[TASK GOAL]: Select from the data all lines with the word "RowAction".

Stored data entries
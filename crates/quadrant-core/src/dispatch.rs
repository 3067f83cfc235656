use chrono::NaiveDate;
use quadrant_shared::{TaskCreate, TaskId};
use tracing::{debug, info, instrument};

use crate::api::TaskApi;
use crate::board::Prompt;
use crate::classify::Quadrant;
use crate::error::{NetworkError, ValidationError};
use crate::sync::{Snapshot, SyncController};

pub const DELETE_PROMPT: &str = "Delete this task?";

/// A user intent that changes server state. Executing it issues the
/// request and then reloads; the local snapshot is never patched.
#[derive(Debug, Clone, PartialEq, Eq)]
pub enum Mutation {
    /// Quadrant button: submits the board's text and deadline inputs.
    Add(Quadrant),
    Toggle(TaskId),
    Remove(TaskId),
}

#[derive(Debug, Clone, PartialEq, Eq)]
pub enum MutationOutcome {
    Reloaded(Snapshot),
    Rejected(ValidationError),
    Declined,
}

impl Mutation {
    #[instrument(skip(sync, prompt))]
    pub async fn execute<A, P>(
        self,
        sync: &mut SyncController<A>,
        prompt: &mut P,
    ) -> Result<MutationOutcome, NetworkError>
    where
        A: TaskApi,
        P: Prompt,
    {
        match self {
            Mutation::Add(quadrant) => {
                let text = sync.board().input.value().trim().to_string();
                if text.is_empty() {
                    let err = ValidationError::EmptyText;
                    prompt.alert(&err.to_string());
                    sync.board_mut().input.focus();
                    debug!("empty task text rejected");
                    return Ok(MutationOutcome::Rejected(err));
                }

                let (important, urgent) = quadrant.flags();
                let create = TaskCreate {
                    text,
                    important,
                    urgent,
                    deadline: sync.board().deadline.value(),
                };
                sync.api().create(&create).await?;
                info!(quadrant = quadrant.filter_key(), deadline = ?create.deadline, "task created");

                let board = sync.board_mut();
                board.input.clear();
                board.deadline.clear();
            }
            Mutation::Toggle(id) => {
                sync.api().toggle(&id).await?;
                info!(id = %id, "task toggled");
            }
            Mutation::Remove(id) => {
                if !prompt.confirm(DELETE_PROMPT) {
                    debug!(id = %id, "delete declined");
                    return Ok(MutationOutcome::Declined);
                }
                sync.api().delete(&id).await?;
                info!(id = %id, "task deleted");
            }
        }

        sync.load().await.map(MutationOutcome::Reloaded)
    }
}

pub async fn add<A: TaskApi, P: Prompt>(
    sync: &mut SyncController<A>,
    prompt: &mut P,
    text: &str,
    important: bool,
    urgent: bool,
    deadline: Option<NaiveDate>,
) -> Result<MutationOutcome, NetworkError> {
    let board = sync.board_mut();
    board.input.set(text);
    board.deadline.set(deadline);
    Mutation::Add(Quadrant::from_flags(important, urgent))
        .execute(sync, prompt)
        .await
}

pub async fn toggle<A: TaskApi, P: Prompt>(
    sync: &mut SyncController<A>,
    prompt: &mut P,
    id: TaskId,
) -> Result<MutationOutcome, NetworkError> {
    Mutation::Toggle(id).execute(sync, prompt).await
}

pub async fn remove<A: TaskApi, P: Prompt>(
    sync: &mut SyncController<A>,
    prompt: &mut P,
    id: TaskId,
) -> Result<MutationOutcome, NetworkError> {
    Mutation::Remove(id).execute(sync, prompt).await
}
--
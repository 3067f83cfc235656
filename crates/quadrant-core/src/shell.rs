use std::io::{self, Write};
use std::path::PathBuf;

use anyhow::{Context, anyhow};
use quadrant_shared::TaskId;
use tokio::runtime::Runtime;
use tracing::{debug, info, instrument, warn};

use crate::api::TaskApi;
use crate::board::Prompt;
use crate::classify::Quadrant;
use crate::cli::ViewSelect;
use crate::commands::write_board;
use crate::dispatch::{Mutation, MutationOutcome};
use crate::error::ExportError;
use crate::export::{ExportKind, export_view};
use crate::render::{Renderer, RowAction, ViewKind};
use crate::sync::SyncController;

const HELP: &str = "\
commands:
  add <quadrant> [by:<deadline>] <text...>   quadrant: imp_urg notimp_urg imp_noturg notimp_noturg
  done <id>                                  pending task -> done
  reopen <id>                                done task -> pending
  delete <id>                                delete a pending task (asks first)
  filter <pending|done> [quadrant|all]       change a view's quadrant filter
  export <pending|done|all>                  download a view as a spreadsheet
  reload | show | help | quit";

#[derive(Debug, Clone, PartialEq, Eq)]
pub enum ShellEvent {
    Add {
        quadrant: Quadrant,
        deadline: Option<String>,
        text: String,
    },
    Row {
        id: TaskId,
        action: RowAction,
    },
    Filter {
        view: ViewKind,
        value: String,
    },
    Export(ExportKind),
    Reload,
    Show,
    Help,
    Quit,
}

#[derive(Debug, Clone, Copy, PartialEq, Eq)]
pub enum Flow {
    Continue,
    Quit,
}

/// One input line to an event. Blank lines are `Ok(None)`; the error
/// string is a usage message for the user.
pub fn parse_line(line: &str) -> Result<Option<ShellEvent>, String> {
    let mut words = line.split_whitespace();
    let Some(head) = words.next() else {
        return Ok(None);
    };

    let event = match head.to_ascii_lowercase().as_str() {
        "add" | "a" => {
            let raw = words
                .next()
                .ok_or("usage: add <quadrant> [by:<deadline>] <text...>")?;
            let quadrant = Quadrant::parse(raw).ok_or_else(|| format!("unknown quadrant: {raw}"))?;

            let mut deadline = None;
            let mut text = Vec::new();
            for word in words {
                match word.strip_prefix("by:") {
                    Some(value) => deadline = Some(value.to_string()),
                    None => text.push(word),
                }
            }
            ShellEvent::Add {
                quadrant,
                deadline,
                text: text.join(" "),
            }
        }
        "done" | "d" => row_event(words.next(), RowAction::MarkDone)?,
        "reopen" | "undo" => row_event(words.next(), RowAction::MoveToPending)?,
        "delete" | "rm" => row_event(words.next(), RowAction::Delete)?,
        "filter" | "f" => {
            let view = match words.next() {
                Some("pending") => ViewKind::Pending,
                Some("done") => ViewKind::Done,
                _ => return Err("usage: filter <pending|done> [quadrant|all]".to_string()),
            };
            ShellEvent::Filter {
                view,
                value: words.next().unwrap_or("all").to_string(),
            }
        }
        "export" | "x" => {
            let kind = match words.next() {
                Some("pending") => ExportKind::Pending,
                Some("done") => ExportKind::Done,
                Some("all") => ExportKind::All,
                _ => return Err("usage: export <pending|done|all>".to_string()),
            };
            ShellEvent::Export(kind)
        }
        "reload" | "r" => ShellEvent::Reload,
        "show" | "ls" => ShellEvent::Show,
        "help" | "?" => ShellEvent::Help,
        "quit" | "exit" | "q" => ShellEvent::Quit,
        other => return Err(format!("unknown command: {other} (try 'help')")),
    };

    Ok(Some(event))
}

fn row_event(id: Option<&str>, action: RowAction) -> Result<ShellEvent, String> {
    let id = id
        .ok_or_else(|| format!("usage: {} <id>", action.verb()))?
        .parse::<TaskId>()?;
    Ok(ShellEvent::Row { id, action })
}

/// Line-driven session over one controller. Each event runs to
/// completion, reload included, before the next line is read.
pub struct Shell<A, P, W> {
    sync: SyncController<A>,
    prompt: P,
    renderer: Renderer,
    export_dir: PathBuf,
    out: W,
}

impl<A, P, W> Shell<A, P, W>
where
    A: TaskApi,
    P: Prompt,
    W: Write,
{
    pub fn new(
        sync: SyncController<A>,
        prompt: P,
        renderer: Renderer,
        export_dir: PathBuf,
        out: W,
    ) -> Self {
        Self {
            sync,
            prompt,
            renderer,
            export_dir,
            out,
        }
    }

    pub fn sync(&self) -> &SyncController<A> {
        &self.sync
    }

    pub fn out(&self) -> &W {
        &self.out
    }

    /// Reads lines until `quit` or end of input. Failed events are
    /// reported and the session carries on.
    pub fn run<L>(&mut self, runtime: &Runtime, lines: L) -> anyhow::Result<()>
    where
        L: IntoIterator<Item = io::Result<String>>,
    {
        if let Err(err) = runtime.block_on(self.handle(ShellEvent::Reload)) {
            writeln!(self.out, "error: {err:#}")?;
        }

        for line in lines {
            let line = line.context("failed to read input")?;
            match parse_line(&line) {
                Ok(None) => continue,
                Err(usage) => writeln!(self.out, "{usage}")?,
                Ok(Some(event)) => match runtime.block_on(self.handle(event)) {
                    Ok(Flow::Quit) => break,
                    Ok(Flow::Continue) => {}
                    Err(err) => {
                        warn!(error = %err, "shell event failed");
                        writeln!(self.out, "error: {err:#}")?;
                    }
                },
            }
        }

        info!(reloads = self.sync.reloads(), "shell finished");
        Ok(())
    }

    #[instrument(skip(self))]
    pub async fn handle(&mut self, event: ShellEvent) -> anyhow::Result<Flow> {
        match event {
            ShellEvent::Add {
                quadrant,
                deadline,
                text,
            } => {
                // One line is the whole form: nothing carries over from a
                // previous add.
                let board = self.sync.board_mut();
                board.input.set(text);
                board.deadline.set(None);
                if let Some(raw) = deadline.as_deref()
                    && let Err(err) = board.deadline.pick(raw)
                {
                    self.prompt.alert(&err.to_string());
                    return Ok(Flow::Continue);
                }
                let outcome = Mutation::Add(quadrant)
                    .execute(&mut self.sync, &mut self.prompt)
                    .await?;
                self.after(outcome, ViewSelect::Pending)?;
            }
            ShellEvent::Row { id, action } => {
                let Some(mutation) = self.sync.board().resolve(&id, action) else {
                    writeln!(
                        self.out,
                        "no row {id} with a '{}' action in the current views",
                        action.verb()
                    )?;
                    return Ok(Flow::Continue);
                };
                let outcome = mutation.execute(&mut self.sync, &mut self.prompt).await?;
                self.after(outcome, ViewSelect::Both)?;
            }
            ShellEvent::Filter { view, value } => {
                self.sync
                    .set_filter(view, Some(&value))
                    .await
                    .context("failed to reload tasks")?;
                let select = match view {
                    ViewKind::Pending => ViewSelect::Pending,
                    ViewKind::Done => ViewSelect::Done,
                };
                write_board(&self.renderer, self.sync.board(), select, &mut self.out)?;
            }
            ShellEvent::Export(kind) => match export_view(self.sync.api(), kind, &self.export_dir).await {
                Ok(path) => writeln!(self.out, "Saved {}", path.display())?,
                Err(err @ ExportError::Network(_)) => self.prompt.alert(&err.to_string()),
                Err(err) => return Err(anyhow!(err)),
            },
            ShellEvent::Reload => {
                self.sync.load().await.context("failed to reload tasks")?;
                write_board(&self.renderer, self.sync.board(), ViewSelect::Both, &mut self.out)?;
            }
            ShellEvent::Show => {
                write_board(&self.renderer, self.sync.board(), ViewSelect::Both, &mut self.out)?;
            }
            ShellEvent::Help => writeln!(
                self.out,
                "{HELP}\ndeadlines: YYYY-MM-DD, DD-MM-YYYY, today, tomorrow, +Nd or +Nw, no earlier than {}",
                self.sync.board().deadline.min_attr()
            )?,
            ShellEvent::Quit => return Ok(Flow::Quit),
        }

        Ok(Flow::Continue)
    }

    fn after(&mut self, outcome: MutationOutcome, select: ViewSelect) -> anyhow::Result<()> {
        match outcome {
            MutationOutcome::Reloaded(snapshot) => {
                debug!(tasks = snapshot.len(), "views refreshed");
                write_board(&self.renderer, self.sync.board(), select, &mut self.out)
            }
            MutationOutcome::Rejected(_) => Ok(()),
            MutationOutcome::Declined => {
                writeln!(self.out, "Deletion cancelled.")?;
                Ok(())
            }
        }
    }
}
--
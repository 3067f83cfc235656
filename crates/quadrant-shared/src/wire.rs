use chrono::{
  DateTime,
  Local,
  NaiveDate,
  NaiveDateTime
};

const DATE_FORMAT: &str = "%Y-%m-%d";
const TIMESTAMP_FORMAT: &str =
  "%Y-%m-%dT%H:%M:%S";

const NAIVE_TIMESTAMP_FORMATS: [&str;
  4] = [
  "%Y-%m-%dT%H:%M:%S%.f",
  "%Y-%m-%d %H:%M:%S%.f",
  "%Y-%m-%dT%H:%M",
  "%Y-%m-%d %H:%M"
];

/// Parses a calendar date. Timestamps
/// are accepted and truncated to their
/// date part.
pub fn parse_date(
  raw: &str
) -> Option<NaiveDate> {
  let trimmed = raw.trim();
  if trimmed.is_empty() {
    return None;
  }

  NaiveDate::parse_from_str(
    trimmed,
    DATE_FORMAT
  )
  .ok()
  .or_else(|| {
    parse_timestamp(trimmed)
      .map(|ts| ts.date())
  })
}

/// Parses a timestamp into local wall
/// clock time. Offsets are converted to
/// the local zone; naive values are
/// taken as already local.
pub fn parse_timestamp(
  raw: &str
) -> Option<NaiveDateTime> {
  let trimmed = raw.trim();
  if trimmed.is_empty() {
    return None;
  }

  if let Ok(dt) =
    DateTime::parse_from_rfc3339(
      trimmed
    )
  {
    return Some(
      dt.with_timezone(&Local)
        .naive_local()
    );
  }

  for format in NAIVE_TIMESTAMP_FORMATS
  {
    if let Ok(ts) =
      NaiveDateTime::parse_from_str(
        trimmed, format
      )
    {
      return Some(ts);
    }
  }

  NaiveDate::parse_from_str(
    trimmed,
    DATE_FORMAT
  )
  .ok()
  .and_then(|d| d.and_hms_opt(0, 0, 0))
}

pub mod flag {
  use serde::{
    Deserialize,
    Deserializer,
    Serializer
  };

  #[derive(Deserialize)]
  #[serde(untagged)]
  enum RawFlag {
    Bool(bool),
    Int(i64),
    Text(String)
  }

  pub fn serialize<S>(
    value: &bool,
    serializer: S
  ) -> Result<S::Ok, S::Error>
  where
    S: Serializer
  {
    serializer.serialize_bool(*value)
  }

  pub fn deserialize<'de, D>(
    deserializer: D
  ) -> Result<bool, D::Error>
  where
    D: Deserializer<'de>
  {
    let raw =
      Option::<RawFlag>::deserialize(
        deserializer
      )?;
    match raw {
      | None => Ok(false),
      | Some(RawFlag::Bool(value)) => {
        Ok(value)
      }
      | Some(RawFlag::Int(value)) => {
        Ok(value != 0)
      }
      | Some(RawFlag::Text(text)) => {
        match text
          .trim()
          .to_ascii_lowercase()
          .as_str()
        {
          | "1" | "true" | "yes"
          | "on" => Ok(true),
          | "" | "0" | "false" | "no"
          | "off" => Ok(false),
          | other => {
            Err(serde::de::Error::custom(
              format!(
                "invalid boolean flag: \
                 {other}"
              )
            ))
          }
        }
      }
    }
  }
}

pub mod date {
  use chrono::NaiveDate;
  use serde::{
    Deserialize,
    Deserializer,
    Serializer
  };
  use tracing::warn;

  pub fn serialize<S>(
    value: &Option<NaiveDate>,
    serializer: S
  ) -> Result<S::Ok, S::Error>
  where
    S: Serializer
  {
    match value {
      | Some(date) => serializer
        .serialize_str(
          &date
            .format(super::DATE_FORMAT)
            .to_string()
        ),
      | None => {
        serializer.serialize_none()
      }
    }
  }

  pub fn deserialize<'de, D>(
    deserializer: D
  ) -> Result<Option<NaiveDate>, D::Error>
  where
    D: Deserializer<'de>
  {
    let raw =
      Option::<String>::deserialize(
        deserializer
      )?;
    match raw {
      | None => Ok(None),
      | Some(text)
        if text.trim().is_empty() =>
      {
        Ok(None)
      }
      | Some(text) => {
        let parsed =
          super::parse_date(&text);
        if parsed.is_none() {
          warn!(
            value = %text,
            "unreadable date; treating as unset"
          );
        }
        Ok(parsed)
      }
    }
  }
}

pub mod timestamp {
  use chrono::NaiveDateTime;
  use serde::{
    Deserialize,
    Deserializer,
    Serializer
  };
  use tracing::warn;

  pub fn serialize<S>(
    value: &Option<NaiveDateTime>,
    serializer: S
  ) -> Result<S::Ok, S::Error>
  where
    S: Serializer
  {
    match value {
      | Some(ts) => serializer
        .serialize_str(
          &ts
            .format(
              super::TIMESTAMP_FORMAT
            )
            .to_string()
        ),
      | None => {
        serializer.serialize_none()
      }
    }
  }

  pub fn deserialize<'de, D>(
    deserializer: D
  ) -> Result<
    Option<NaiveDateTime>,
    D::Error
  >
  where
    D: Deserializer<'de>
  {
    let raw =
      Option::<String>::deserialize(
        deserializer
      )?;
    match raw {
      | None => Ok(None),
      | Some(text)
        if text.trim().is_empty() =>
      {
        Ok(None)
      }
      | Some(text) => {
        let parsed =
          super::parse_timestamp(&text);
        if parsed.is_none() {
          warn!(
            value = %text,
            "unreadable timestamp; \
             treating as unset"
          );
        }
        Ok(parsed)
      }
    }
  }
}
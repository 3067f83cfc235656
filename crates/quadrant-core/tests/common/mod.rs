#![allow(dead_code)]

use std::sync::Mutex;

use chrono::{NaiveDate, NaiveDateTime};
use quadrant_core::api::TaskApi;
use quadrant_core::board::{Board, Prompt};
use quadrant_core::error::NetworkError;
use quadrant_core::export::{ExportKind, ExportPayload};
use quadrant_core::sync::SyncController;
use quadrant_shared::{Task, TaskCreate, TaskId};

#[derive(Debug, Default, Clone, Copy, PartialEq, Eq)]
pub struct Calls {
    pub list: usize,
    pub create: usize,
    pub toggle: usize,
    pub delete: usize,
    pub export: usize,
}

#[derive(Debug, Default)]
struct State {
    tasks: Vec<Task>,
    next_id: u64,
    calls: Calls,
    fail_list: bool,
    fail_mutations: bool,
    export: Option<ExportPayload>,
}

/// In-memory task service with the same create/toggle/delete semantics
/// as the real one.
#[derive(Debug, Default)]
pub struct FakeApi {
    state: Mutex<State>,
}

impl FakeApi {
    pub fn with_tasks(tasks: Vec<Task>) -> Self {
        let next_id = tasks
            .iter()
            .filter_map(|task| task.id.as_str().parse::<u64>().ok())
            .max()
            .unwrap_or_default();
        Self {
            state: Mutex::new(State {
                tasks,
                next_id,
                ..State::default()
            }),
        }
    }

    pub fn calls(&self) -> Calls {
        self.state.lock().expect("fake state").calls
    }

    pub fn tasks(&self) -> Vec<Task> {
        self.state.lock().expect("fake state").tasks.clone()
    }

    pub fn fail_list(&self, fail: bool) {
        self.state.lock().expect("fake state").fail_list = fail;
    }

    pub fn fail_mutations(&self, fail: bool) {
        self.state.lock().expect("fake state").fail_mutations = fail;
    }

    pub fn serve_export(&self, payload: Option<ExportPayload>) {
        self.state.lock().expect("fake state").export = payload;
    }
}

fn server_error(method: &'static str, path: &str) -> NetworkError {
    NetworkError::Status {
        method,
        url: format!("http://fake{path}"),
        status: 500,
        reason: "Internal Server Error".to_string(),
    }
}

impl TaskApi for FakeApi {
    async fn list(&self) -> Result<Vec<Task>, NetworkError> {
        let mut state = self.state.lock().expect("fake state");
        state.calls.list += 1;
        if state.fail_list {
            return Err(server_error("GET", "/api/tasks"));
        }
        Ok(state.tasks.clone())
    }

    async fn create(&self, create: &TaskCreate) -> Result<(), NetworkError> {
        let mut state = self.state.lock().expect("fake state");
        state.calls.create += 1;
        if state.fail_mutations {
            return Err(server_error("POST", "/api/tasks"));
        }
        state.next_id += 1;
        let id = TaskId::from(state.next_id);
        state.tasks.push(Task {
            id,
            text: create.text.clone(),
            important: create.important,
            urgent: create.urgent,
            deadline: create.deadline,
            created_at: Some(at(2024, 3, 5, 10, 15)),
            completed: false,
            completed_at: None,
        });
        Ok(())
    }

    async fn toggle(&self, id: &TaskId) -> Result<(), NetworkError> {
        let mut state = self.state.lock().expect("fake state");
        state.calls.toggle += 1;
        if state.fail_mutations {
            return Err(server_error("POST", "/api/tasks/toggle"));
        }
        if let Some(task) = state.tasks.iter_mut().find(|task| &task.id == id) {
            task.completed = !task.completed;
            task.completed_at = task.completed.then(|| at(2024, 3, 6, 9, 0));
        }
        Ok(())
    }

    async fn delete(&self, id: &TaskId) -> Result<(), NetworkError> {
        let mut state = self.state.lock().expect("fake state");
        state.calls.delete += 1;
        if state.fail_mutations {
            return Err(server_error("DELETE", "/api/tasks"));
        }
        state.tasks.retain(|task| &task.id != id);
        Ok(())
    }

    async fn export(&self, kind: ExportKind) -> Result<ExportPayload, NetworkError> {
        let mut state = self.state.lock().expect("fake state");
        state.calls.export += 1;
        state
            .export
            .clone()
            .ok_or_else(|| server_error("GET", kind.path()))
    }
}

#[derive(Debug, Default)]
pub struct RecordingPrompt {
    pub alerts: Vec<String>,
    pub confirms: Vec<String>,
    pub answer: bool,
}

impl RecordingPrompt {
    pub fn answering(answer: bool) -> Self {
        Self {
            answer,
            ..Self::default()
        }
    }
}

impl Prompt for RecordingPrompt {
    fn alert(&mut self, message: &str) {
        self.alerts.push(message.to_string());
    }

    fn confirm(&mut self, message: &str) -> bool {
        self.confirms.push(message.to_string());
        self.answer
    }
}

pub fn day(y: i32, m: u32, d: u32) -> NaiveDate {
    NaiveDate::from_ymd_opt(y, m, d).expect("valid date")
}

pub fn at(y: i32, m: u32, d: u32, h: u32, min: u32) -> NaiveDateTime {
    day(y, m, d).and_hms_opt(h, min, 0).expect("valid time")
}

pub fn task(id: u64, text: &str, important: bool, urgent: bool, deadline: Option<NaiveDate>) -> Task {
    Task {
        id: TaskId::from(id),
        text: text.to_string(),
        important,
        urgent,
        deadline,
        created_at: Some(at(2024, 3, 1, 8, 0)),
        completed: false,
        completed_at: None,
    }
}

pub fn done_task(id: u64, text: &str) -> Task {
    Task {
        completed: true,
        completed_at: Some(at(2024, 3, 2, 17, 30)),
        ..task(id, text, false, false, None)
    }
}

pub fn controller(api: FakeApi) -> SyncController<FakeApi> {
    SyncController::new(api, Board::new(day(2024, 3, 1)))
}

[RESULT BELOW]:
use crate::render::{Renderer, RowAction, ViewKind};
        action: RowAction,
        "done" | "d" => row_event(words.next(), RowAction::MarkDone)?,
        "reopen" | "undo" => row_event(words.next(), RowAction::MoveToPending)?,
        "delete" | "rm" => row_event(words.next(), RowAction::Delete)?,
fn row_event(id: Option<&str>, action: RowAction) -> Result<ShellEvent, String> {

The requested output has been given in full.